A todo lo anteriormente anotado sobre el filme, Justiniano agrega otro elemento en su deseo de convertirse en el revelador del carácter nacional: el manejo del absurdo. Esto se manifiesta en la factura de los personajes construidos a partir de la maqueta y adictos a la frases hechas, identificados además por los roles característicos a través de los cuales se conoce a los actores. Así lo demuestra el galán acartonado que interpreta Cristián Campos o la copetinera a cargo de Malucha Pinto. Pero el absurdo con que se intenta envolver el filme está lejos de conseguir una visión crítica porque está impuesto externamente y resulta inconsistente. Y es que el director no comparte nada con sus personajes, menos con la protagonista. Ninguno de ellos, por lo tanto, le acomodará en su discurso. Por eso es que esa especie de marginal interpretado por Bastián Bodenhoffer se desdibuja. Es tal su distancia, que la pretensión poética con el sueño de Sussi es doblemente falso, porque la conciencia de este personaje no se ha visto afectada realmente.
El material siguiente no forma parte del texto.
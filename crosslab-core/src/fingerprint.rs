//! Content hashes for determinism checks.
//!
//! - `dataset_hash`: BLAKE3 over every bar's date and close bit pattern.
//! - `result_hash`: BLAKE3 over the bit patterns of every derived series.
//!
//! Hashing raw `f64::to_bits` means two results compare equal only if they are
//! bit-identical, NaN payloads included.

use crate::domain::PriceSeries;
use crate::pipeline::Backtest;

/// Hex-encoded BLAKE3 digest of a price series.
pub fn dataset_hash(series: &PriceSeries) -> String {
    let mut hasher = blake3::Hasher::new();
    for bar in series.bars() {
        hasher.update(bar.date.to_string().as_bytes());
        hasher.update(&bar.close.to_bits().to_le_bytes());
    }
    hasher.finalize().to_hex().to_string()
}

/// Hex-encoded BLAKE3 digest of all derived series of a backtest.
pub fn result_hash(backtest: &Backtest) -> String {
    let mut hasher = blake3::Hasher::new();
    let signals = &backtest.signals;
    let portfolio = &backtest.portfolio;

    update_f64s(&mut hasher, &signals.short_ma);
    update_f64s(&mut hasher, &signals.long_ma);
    hasher.update(&signals.signal);
    for p in &signals.position {
        // -1/0/+1 → 0/1/2, undefined → 3
        let byte = p.map_or(3, |c| (c.value() + 1) as u8);
        hasher.update(&[byte]);
    }
    update_f64s(&mut hasher, &portfolio.daily_return);
    update_f64s(&mut hasher, &portfolio.strategy_return);
    update_f64s(&mut hasher, &portfolio.portfolio_value);

    let m = &backtest.metrics;
    update_f64s(
        &mut hasher,
        &[m.cagr, m.max_drawdown, m.total_return, m.final_value],
    );
    hasher.finalize().to_hex().to_string()
}

fn update_f64s(hasher: &mut blake3::Hasher, values: &[f64]) {
    for v in values {
        hasher.update(&v.to_bits().to_le_bytes());
    }
}
//! Synthetic price generator for offline runs and demos.
//!
//! Produces a seeded random walk starting at 100.0 on weekdays. Results built
//! on this data are tagged `DataSource::Synthetic` and should never be read as
//! market evidence.

use chrono::{Datelike, Duration, NaiveDate, Weekday};
use rand::rngs::StdRng;
use rand::{Rng, SeedableRng};

use super::provider::{DataError, DataProvider, DataSource, FetchResult};
use crate::domain::Bar;

#[derive(Debug, Clone, Default)]
pub struct SyntheticProvider {
    /// Fixed seed. `None` derives the seed from the symbol name.
    seed: Option<u64>,
}

impl SyntheticProvider {
    pub fn new(seed: Option<u64>) -> Self {
        Self { seed }
    }

    fn rng_for(&self, symbol: &str) -> StdRng {
        match self.seed {
            Some(seed) => StdRng::seed_from_u64(seed),
            None => StdRng::from_seed(*blake3::hash(symbol.as_bytes()).as_bytes()),
        }
    }
}

impl DataProvider for SyntheticProvider {
    fn name(&self) -> &str {
        "synthetic"
    }

    fn fetch(
        &self,
        symbol: &str,
        start: NaiveDate,
        end: NaiveDate,
    ) -> Result<FetchResult, DataError> {
        let mut rng = self.rng_for(symbol);
        Ok(FetchResult {
            symbol: symbol.to_string(),
            bars: random_walk(&mut rng, start, end),
            source: DataSource::Synthetic,
        })
    }
}

/// Weekday random walk over `[start, end)` with daily moves in ±3%.
pub fn random_walk<R: Rng>(rng: &mut R, start: NaiveDate, end: NaiveDate) -> Vec<Bar> {
    let mut bars = Vec::new();
    let mut price = 100.0_f64;
    let mut current = start;

    while current < end {
        if !matches!(current.weekday(), Weekday::Sat | Weekday::Sun) {
            let daily_return: f64 = rng.gen_range(-0.03..0.03);
            price *= 1.0 + daily_return;
            bars.push(Bar::new(current, price));
        }
        current += Duration::days(1);
    }

    bars
}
Ella ha transitado dejándose llevar por las circunstancias sin voluntado alguna, y por lo tanto, nada le ha provocado un cuestionamiento.

Pretender niveles de precisión y sutileza sea quizás demasiado cuando se trata de un segundo largometraje. Pero no es demasiado esperar que una narración sea bien hecha, que lo que mueva a los personajes tenga sentido y que el compromiso de un director, cualquiera sea éste, le permita decir algo más que un discurso aprendido como lección escolar.